Hyperparameter Tuning in R

· 7 min read · Updated March 27, 2026 · intermediate
r machine-learning hyperparameter-tuning caret tidymodels

Hyperparameter tuning is the process of finding the best settings for a machine learning model before training begins. Unlike model parameters, which the algorithm learns automatically from data, hyperparameters are external configurations you set manually. Getting them right often determines whether your model barely works or performs significantly better than a baseline.

Parameters vs Hyperparameters

A quick distinction keeps things clear. Parameters are what the model learns during training: regression coefficients, decision tree split points, or neural network weights. Hyperparameters control how that learning happens. How many trees should a random forest contain? How deep should a gradient boosting model grow before stopping? These are hyperparameter choices.

If you train a random forest with ntree = 50 and it learns 50 trees, those tree structures are parameters. The 50 you chose is a hyperparameter.

Examples across common algorithms:

AlgorithmHyperparameters
Random Forestmtry (variables per split), ntree (number of trees)
XGBoosteta (learning rate), max_depth, nrounds
SVMC (cost parameter), kernel type
KNNk (number of neighbors)

Grid search is the most straightforward tuning approach. You define a discrete set of values for each hyperparameter, and the method evaluates every possible combination.

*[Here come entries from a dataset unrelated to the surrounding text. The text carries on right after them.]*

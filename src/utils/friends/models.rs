use serde::{Deserialize, Serialize};
use std::fmt::Display;

use crate::modules::store::Timestamp;

#[derive(Serialize, Deserialize, Debug, Clone, Copy, PartialEq, Eq)]
#[serde(rename_all = "lowercase")]
pub enum FriendStatus {
    Pending,
    Accepted,
}

/// One half of a relationship, stored under `users/{self}/friends/{other}`.
#[derive(Serialize, Deserialize, Debug, Clone, PartialEq)]
#[serde(rename_all = "camelCase")]
pub struct FriendRecord {
    pub status: FriendStatus,
    pub initiated_by: String,
    #[serde(default)]
    pub timestamp: Option<Timestamp>,
}

#[derive(Serialize, Debug, Clone, PartialEq)]
#[serde(rename_all = "camelCase")]
pub struct Friend {
    pub uid: String,
    pub display_name: String,
    pub status: FriendStatus,
    pub initiated_by: String,
}

#[derive(Serialize, Debug, Clone, Default, PartialEq)]
pub struct Relationships {
    pub accepted: Vec<Friend>,
    pub sent: Vec<Friend>,
    pub received: Vec<Friend>,
}

impl Relationships {
    pub fn has_pending(&self) -> bool {
        !self.sent.is_empty() || !self.received.is_empty()
    }

    pub fn accepted_ids(&self) -> Vec<String> {
        self.accepted.iter().map(|f| f.uid.clone()).collect()
    }

    pub fn contains(&self, uid: &str) -> bool {
        self.accepted
            .iter()
            .chain(self.sent.iter())
            .chain(self.received.iter())
            .any(|f| f.uid == uid)
    }
}

/// Published state of the relationship sync.
#[derive(Serialize, Debug, Clone, Default, PartialEq)]
#[serde(rename_all = "camelCase")]
pub struct RelationshipsView {
    #[serde(flatten)]
    pub lists: Relationships,
    pub loaded: bool,
    pub error: Option<String>,
}

#[derive(Debug, Clone, Copy, PartialEq, Eq)]
pub enum RelationshipMutation {
    Request,
    Accept,
    Remove,
}

impl Display for RelationshipMutation {
    fn fmt(&self, f: &mut std::fmt::Formatter<'_>) -> std::fmt::Result {
        match self {
            RelationshipMutation::Request => write!(f, "send friend request"),
            RelationshipMutation::Accept => write!(f, "accept friend request"),
            RelationshipMutation::Remove => write!(f, "remove friend"),
        }
    }
}

#[derive(Serialize, Deserialize, Debug)]
pub struct FriendRequest {
    pub uid: String,
}
pub mod errors;
pub mod models;
pub mod workspace;

use dashmap::DashMap;
use secrecy::SecretString;
use std::sync::Arc;
use time::{Duration, OffsetDateTime};
use tokio::{sync::watch, task::JoinHandle};
use tracing::{debug, error, info};
use uuid::Uuid;

pub use self::workspace::{Workspace, WorkspaceWatch};
use self::{errors::SessionError, models::SessionState};
use crate::modules::{
    auth::{AuthRef, AuthSession, FederatedIdentity, Principal, ProfileUpdate},
    store::StoreRef,
    tokens::SESSION_DURATION,
};
use crate::utils::users::{self, upsert_user_document};

/// One client's session: follows the principal stream, keeps the user record
/// current and owns the workspace of whoever is signed in.
pub struct SessionStore {
    auth: AuthSession,
    store: StoreRef,
    state: Arc<watch::Sender<SessionState>>,
    task: JoinHandle<()>,
}

impl SessionStore {
    /// Must be called from within a tokio runtime.
    pub fn new(store: StoreRef, auth: AuthRef) -> Self {
        let auth = AuthSession::new(auth);
        let (tx, _) = watch::channel(SessionState::Loading);
        let state = Arc::new(tx);
        let task = tokio::spawn(track_principal(
            store.clone(),
            auth.subscribe(),
            state.clone(),
        ));

        Self {
            auth,
            store,
            state,
            task,
        }
    }

    pub fn auth(&self) -> &AuthSession {
        &self.auth
    }

    pub fn principal(&self) -> Result<Principal, SessionError> {
        self.auth.current().ok_or(SessionError::SignedOut)
    }

    pub fn subscribe(&self) -> watch::Receiver<SessionState> {
        self.state.subscribe()
    }

    /// Workspace of the signed-in principal, waiting for it to be built when
    /// the principal just changed.
    pub async fn workspace(&self) -> Result<Arc<Workspace>, SessionError> {
        let mut rx = self.state.subscribe();
        loop {
            let principal = self.principal()?;
            let ready = match &*rx.borrow_and_update() {
                SessionState::SignedIn(workspace) if workspace.uid() == principal.uid => {
                    Some(workspace.clone())
                }
                _ => None,
            };
            if let Some(workspace) = ready {
                return Ok(workspace);
            }
            if rx.changed().await.is_err() {
                return Err(SessionError::SignedOut);
            }
        }
    }

    pub async fn sign_up(
        &self,
        email: &str,
        password: SecretString,
    ) -> Result<Principal, SessionError> {
        let principal = self.auth.sign_up(email, password).await?;
        self.workspace().await?;
        Ok(principal)
    }

    pub async fn sign_in(
        &self,
        email: &str,
        password: SecretString,
    ) -> Result<Principal, SessionError> {
        let principal = self.auth.sign_in(email, password).await?;
        self.workspace().await?;
        Ok(principal)
    }

    pub async fn sign_in_federated(
        &self,
        identity: FederatedIdentity,
    ) -> Result<Principal, SessionError> {
        let principal = self.auth.sign_in_federated(identity).await?;
        self.workspace().await?;
        Ok(principal)
    }

    pub fn sign_out(&self) {
        self.auth.sign_out();
    }

    pub async fn update_profile(&self, update: ProfileUpdate) -> Result<Principal, SessionError> {
        Ok(users::update_profile(&self.auth, self.store.as_ref(), update).await?)
    }

    /// Stops following the principal and drops the workspace.
    pub fn shutdown(&self) {
        self.task.abort();
        self.state.send_replace(SessionState::SignedOut);
    }
}

impl Drop for SessionStore {
    fn drop(&mut self) {
        self.task.abort();
    }
}

async fn track_principal(
    store: StoreRef,
    mut principal_rx: watch::Receiver<Option<Principal>>,
    state: Arc<watch::Sender<SessionState>>,
) {
    let mut current: Option<String> = None;
    loop {
        let principal = principal_rx.borrow_and_update().clone();
        match principal {
            Some(principal) => {
                if let Err(e) = upsert_user_document(store.as_ref(), &principal).await {
                    error!("Failed to upsert user record of {}: {e}", principal.uid);
                }
                if current.as_deref() != Some(principal.uid.as_str()) {
                    // the previous workspace goes before the next one starts
                    state.send_replace(SessionState::Loading);
                    let workspace =
                        Workspace::new(store.clone(), &principal.uid, principal_rx.clone());
                    info!("Workspace ready for {}", principal.uid);
                    current = Some(principal.uid);
                    state.send_replace(SessionState::SignedIn(Arc::new(workspace)));
                }
            }
            None => {
                if let Some(uid) = current.take() {
                    info!("Workspace of {uid} closed");
                }
                state.send_replace(SessionState::SignedOut);
            }
        }

        if principal_rx.changed().await.is_err() {
            debug!("Principal stream closed");
            return;
        }
    }
}

struct Entry {
    session: Arc<SessionStore>,
    expires_at: OffsetDateTime,
}

/// Session stores of every connected client, keyed by session id. Entries
/// live as long as the cookie issued for them.
pub struct Sessions {
    store: StoreRef,
    auth: AuthRef,
    lifetime: Duration,
    sessions: DashMap<String, Entry>,
}

impl Sessions {
    pub fn new(store: StoreRef, auth: AuthRef) -> Self {
        Self::with_lifetime(store, auth, SESSION_DURATION)
    }

    pub fn with_lifetime(store: StoreRef, auth: AuthRef, lifetime: Duration) -> Self {
        Self {
            store,
            auth,
            lifetime,
            sessions: DashMap::new(),
        }
    }

    pub fn open(&self) -> (String, Arc<SessionStore>) {
        let sid = Uuid::new_v4().to_string();
        let session = Arc::new(SessionStore::new(self.store.clone(), self.auth.clone()));
        self.sessions.insert(
            sid.clone(),
            Entry {
                session: session.clone(),
                expires_at: OffsetDateTime::now_utc() + self.lifetime,
            },
        );
        debug!("Opened session {sid}");
        (sid, session)
    }

    /// Expired sessions are not handed out, even before the next sweep.
    pub fn get(&self, sid: &str) -> Option<Arc<SessionStore>> {
        self.sessions
            .get(sid)
            .filter(|entry| entry.expires_at > OffsetDateTime::now_utc())
            .map(|entry| entry.session.clone())
    }

    /// Restarts the lifetime of a session that was just issued a new cookie.
    pub fn renew(&self, sid: &str) {
        if let Some(mut entry) = self.sessions.get_mut(sid) {
            entry.expires_at = OffsetDateTime::now_utc() + self.lifetime;
        }
    }

    pub fn close(&self, sid: &str) {
        if let Some((_, entry)) = self.sessions.remove(sid) {
            retire(&entry.session);
            debug!("Closed session {sid}");
        }
    }

    /// Closes every session past its expiry and returns how many went.
    pub fn sweep(&self) -> usize {
        let now = OffsetDateTime::now_utc();
        let expired: Vec<String> = self
            .sessions
            .iter()
            .filter(|entry| entry.expires_at <= now)
            .map(|entry| entry.key().clone())
            .collect();

        let closed = expired
            .iter()
            .filter_map(|sid| self.sessions.remove_if(sid, |_, entry| entry.expires_at <= now))
            .map(|(_, entry)| retire(&entry.session))
            .count();
        if closed > 0 {
            info!("Closed {closed} expired sessions");
        }
        closed
    }

    pub fn len(&self) -> usize {
        self.sessions.len()
    }

    pub fn is_empty(&self) -> bool {
        self.sessions.is_empty()
    }
}

fn retire(session: &SessionStore) {
    session.sign_out();
    session.shutdown();
}

/// Sweeps expired sessions every `period` until the registry is dropped.
pub fn spawn_sweeper(sessions: &Arc<Sessions>, period: std::time::Duration) -> JoinHandle<()> {
    let sessions = Arc::downgrade(sessions);
    tokio::spawn(async move {
        let mut interval = tokio::time::interval(period);
        loop {
            interval.tick().await;
            let Some(sessions) = sessions.upgrade() else {
                return;
            };
            sessions.sweep();
        }
    })
}
use axum::{
    debug_handler,
    extract::Path,
    http::StatusCode,
    routing::{get, post, put},
    Json, Router,
};
use serde::Serialize;

use crate::modules::extractors::session::SignedIn;
use crate::state::AppState;
use crate::utils::{
    chats::{
        models::{ChatEdit, ChatEditForm, CreatedChat, NewChat, RosterState, SelectedChat},
        PALETTE,
    },
    session::errors::SessionError,
};

pub fn router() -> Router<AppState> {
    Router::new()
        .route("/", get(user_chats).post(create_chat))
        .route("/palette", get(palette))
        .route("/:id", put(edit_chat))
        .route("/:id/select", post(select_chat))
        .route("/:id/edit", get(chat_for_edit))
}

#[derive(Serialize)]
#[serde(rename_all = "camelCase")]
struct ChatList {
    #[serde(flatten)]
    roster: RosterState,
    selected_chat: SelectedChat,
}

#[debug_handler(state = AppState)]
async fn user_chats(SignedIn(workspace): SignedIn) -> Json<ChatList> {
    let roster = workspace.roster();
    Json(ChatList {
        selected_chat: roster.selected_chat(),
        roster,
    })
}

async fn palette() -> Json<[&'static str; 14]> {
    Json(PALETTE)
}

#[debug_handler(state = AppState)]
async fn create_chat(
    SignedIn(workspace): SignedIn,
    Json(chat): Json<NewChat>,
) -> Result<(StatusCode, Json<CreatedChat>), SessionError> {
    let id = workspace.create_chat(chat).await?;
    Ok((StatusCode::CREATED, Json(CreatedChat { id })))
}

#[debug_handler(state = AppState)]
async fn select_chat(
    SignedIn(workspace): SignedIn,
    Path(id): Path<String>,
) -> Result<Json<SelectedChat>, SessionError> {
    workspace.select_chat(&id)?;
    Ok(Json(workspace.selected_chat()))
}

#[debug_handler(state = AppState)]
async fn chat_for_edit(
    SignedIn(workspace): SignedIn,
    Path(id): Path<String>,
) -> Result<Json<ChatEditForm>, SessionError> {
    Ok(Json(workspace.load_chat_for_edit(&id).await?))
}

#[debug_handler(state = AppState)]
async fn edit_chat(
    SignedIn(workspace): SignedIn,
    Path(id): Path<String>,
    Json(edit): Json<ChatEdit>,
) -> Result<(), SessionError> {
    workspace.edit_chat(&id, edit).await
}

With caret, you pass a tuning grid using expand.grid():

library(caret)

tune_grid <- expand.grid(.mtry = c(2, 4, 6, 8, 10))

model <- train(
  Species ~ .,
  data = iris,
  method = "rf",
  tuneGrid = tune_grid,
  trControl = trainControl(method = "cv", number = 5)
)

print(model$bestTune)

The trControl argument handles resampling. Here, 5-fold cross-validation evaluates each grid point. caret then selects the combination with the best average performance.

Grid search is exhaustive, which sounds appealing. The problem is combinatorial explosion. Tuning 4 hyperparameters with 5 values each means 5^4 = 625 combinations. Add a 5th hyperparameter and you jump to 3125. For slow models, this becomes prohibitively expensive.

Grid search works well when you have 1-2 hyperparameters and want guaranteed coverage. It’s simple to reason about and trivially parallelizable.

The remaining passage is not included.